▸ Work to complete: Would you please return the lines of the material that contain the word "debug"?

▸ Dataset entries:
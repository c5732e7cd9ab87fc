use crate::pipeline::context::BuildContext;
use crate::pipeline::phase_trait::BuildStage;
use crate::pipeline::state::{BaseReady, ToolReady};
use async_trait::async_trait;
use pinbox_core::error::{BuildError, Stage};
use pinbox_image::{HistoryEntry, LayerBuilder, LayerEntry};
use tracing::{debug, info};

/// Copies one binary out of the tool image. Nothing in the tool image is run.
pub struct ToolStage;

#[async_trait]
impl BuildStage for ToolStage {
    type Input = BaseReady;
    type Output = ToolReady;

    fn stage(&self) -> Stage {
        Stage::ToolInjection
    }

    async fn execute(&self, context: &BuildContext, base: BaseReady) -> Result<ToolReady, BuildError> {
        let stage = self.stage();
        let spec = &context.recipe.tool;
        let unavailable = |reason: String| BuildError::ToolSourceUnavailable {
            stage,
            image: spec.image.clone(),
            path: spec.path.clone(),
            reason,
        };

        let reference = context.recipe.tool_ref().map_err(|e| unavailable(e.to_string()))?;

        debug!(image = %reference, path = %spec.path, "Pulling tool image");
        let pulled = match tokio::time::timeout(
            context.fetch_timeout,
            context.image_source.pull(&reference),
        )
        .await
        {
            Err(_) => {
                return Err(unavailable(format!(
                    "no response from {} within {}s",
                    context.image_source.name(),
                    context.fetch_timeout.as_secs_f32()
                )))
            }
            Ok(Err(e)) => return Err(unavailable(e.to_string())),
            Ok(Ok(pulled)) => pulled,
        };

        if let Some(pinned) = reference.digest() {
            if *pinned != pulled.digest {
                return Err(unavailable(format!(
                    "pinned {}, resolved {}",
                    pinned, pulled.digest
                )));
            }
        }

        let (data, mode) = match pulled.find(&spec.path) {
            Some(LayerEntry::File { data, mode }) => (data.clone(), *mode),
            Some(other) => {
                return Err(unavailable(format!(
                    "expected a regular file, found a {}",
                    other.kind()
                )))
            }
            None => return Err(unavailable("no such file in image".to_string())),
        };

        let mut builder = LayerBuilder::new();
        builder
            .add_file(&spec.dest, data, mode)
            .map_err(|e| unavailable(e.to_string()))?;
        let layer = builder.finish().map_err(|e| unavailable(e.to_string()))?;

        let mut image = base.image.clone();
        image.push_layer(
            layer,
            HistoryEntry::layer(format!(
                "COPY --from={} {} {}",
                reference.tagged(),
                spec.path,
                spec.dest
            )),
        );

        info!(
            tool = %reference,
            dest = %spec.dest,
            mode = format!("{:o}", mode),
            "Tool injected"
        );

        Ok(ToolReady {
            base,
            image,
            tool: reference,
            dest: spec.dest.clone(),
        })
    }
}

#[cfg(test)]
mod tests {
    use super::*;
    use crate::pipeline::phases::BaseStage;
    use crate::testing::Fixture;
    use pinbox_image::{ImageConfig, ImageRef, LayerBuilder, MemoryImageSource};
    use std::sync::Arc;
    use std::time::Duration;

    async fn base_ready(fixture: &Fixture) -> BaseReady {
        BaseStage.execute(&fixture.context(), ()).await.unwrap()
    }

    #[tokio::test]
    async fn test_tool_copied_with_mode() {
        let fixture = Fixture::new("1.0");
        let base = base_ready(&fixture).await;
        let base_layers = base.image.layers().len();

        let tool = ToolStage.execute(&fixture.context(), base).await.unwrap();

        assert_eq!(tool.image.layers().len(), base_layers + 1);
        assert_eq!(tool.base.image.layers().len(), base_layers);
        match tool.image.find("/bin/uv") {
            Some(entry @ LayerEntry::File { mode, .. }) => {
                assert_eq!(*mode, 0o755);
                assert!(entry.is_executable());
            }
            other => panic!("unexpected entry {:?}", other),
        }
        assert_eq!(tool.dest, "/bin/uv");
        assert_eq!(tool.image.layers().last().unwrap().file_count(), 1);
    }

    #[tokio::test]
    async fn test_missing_tool_path() {
        let fixture = Fixture::new("1.0");
        let base = base_ready(&fixture).await;
        let mut ctx = fixture.context();
        ctx.recipe.tool.path = "/usr/bin/uv".to_string();

        let err = ToolStage.execute(&ctx, base).await.unwrap_err();
        match err {
            BuildError::ToolSourceUnavailable { path, reason, .. } => {
                assert_eq!(path, "/usr/bin/uv");
                assert!(reason.contains("no such file"));
            }
            other => panic!("unexpected error {}", other),
        }
    }

    #[tokio::test]
    async fn test_tool_path_must_be_regular_file() {
        let fixture = Fixture::new("1.0");
        let mut builder = LayerBuilder::new();
        builder.add_symlink("/uv", "/usr/bin/uv").unwrap();
        fixture.source.insert(
            &ImageRef::parse("ghcr.io/astral-sh/uv:0.8.3").unwrap(),
            vec![builder.finish().unwrap()],
            ImageConfig::default(),
        );
        let base = base_ready(&fixture).await;

        let err = ToolStage.execute(&fixture.context(), base).await.unwrap_err();
        assert!(err.to_string().contains("symlink"), "{}", err);
    }

    #[tokio::test]
    async fn test_missing_tool_image() {
        let fixture = Fixture::new("1.0");
        let base = base_ready(&fixture).await;
        let mut ctx = fixture.context();
        ctx.recipe.tool.image = "ghcr.io/astral-sh/uv:9.9.9".to_string();

        let err = ToolStage.execute(&ctx, base).await.unwrap_err();
        assert!(matches!(err, BuildError::ToolSourceUnavailable { .. }));
        assert_eq!(err.exit_code(), 12);
    }

    #[tokio::test]
    async fn test_tool_stage_adds_only_the_copied_file() {
        let fixture = Fixture::new("1.0");
        let source = Arc::new(MemoryImageSource::new());
        fixture.populate(&source);
        let ctx = fixture.context().with_image_source(source.clone());

        let base = BaseStage.execute(&ctx, ()).await.unwrap();
        let base_image = base.image.clone();
        let tool = ToolStage.execute(&ctx, base).await.unwrap();

        assert_eq!(
            source.pulled(),
            vec![
                ImageRef::parse("python:3.12-slim").unwrap().tagged(),
                ImageRef::parse("ghcr.io/astral-sh/uv:0.8.3").unwrap().tagged(),
            ]
        );
        assert_eq!(tool.image.config(), base_image.config());
        assert_eq!(
            &tool.image.layers()[..base_image.layers().len()],
            base_image.layers()
        );

        let added: Vec<(&str, &LayerEntry)> = tool
            .image
            .layers()
            .last()
            .unwrap()
            .entries()
            .filter(|(_, entry)| !matches!(entry, LayerEntry::Dir { .. }))
            .collect();
        assert_eq!(added.len(), 1);
        assert_eq!(added[0].0, "bin/uv");
        assert_eq!(tool.image.history().len(), base_image.history().len() + 1);
    }

    #[tokio::test]
    async fn test_slow_tool_source_times_out() {
        let fixture = Fixture::new("1.0");
        let base = base_ready(&fixture).await;

        let slow = MemoryImageSource::new().with_delay(Duration::from_secs(5));
        fixture.populate(&slow);
        let ctx = fixture
            .context()
            .with_image_source(Arc::new(slow))
            .with_fetch_timeout(Duration::from_millis(20));

        let err = ToolStage.execute(&ctx, base).await.unwrap_err();
        match err {
            BuildError::ToolSourceUnavailable { ref reason, .. } => {
                assert!(reason.contains("within"), "{}", reason)
            }
            other => panic!("unexpected error {}", other),
        }
    }
}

▸ Answer to the exercise:
use tracing::{debug, info};
        debug!(image = %reference, path = %spec.path, "Pulling tool image");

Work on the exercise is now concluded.